- [STORED DATA]:

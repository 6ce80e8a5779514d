use anyhow::Result;
use clap::{Parser, Subcommand};
use pumpwatch_core::{
    BlynkUplink, CnlBridgeSource, CycleTiming, Gateway, GatewayConfig, NightscoutUplink,
    UploadSink,
};
use tokio::signal::unix::{signal, SignalKind};
use tokio::time::sleep;
use tracing::{info, warn};
use tracing_subscriber::EnvFilter;


#[derive(Debug, Parser)]
#[command(name = "pumpwatchd")]
#[command(about = "Insulin pump telemetry gateway daemon")]
struct Cli {
    #[command(subcommand)]
    command: Command,

    #[arg(long, default_value = "/etc/pumpwatch.toml")]
    config: String,

    /// External radio-bridge command producing one JSON snapshot.
    #[arg(long, default_value = "cnl24-bridge")]
    driver_cmd: String,
}

#[derive(Debug, Subcommand)]
enum Command {
    /// Run the gateway loop until interrupted.
    Run,
    /// Perform a single fetch-and-upload cycle, then exit.
    Once,
}

fn build_sinks(config: &GatewayConfig) -> Vec<Box<dyn UploadSink>> {
    let mut sinks: Vec<Box<dyn UploadSink>> = Vec::new();
    if config.blynk.enabled() {
        info!("blynk upload is enabled");
        sinks.push(Box::new(BlynkUplink::spawn(config.blynk.clone())));
    }
    if config.nightscout.enabled() {
        info!("nightscout upload is enabled");
        sinks.push(Box::new(NightscoutUplink::new(&config.nightscout)));
    }
    if sinks.is_empty() {
        warn!("no uplink configured; snapshots will only be logged");
    }
    sinks
}

fn build_gateway(cli: &Cli, config: &GatewayConfig) -> Gateway<CnlBridgeSource> {
    Gateway::new(
        CnlBridgeSource::new(&cli.driver_cmd),
        build_sinks(config),
        config.thresholds,
        CycleTiming::default(),
    )
}

#[tokio::main]
async fn main() -> Result<()> {
    tracing_subscriber::fmt()
        .with_env_filter(EnvFilter::from_default_env())
        .with_target(false)
        .compact()
        .init();

    let cli = Cli::parse();

    // A broken config must stop the process before the loop starts.
    let config = GatewayConfig::load(&cli.config)?;
    config.log_summary();

    let gateway = build_gateway(&cli, &config);

    match cli.command {
        Command::Once => {
            let _ = gateway.run_cycle().await;
            gateway.shutdown().await;
        }
        Command::Run => {
            run_daemon(&gateway).await?;
        }
    }

    Ok(())
}

async fn run_daemon(gateway: &Gateway<CnlBridgeSource>) -> Result<()> {
    info!(
        version = env!("CARGO_PKG_VERSION"),
        "starting pumpwatch daemon"
    );
    // Both streams are registered before the first cycle and stay alive
    // across iterations, so a signal arriving while a cycle is in flight
    // is buffered and picked up at the next select.
    let mut sigint = signal(SignalKind::interrupt())?;
    let mut sigterm = signal(SignalKind::terminate())?;

    // First cycle immediately; every later one is armed by the delay the
    // previous cycle computed from its own snapshot timestamp.
    loop {
        let delay = match gateway.run_cycle().await {
            Some(delay) => delay,
            None => gateway.timing().retry_interval,
        };

        tokio::select! {
            _ = sigint.recv() => {
                warn!("received interrupt, stopping");
                break;
            }
            _ = sigterm.recv() => {
                warn!("received terminate, stopping");
                break;
            }
            _ = sleep(delay) => {}
        }
    }

    gateway.shutdown().await;
    info!("exiting pumpwatch daemon");
    Ok(())
}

- [WORK ORDER]: Give back exactly the lines above starting at the line where "run_daemon(&gateway).await?;" appears and ending at the line where "own snapshot timestamp." appears, both included, with no other lines.

- [RESPONSE TO THIS TASK]:
            run_daemon(&gateway).await?;
        }
    }

    Ok(())
}

async fn run_daemon(gateway: &Gateway<CnlBridgeSource>) -> Result<()> {
    info!(
        version = env!("CARGO_PKG_VERSION"),
        "starting pumpwatch daemon"
    );
    // Both streams are registered before the first cycle and stay alive
    // across iterations, so a signal arriving while a cycle is in flight
    // is buffered and picked up at the next select.
    let mut sigint = signal(SignalKind::interrupt())?;
    let mut sigterm = signal(SignalKind::terminate())?;

    // First cycle immediately; every later one is armed by the delay the
    // previous cycle computed from its own snapshot timestamp.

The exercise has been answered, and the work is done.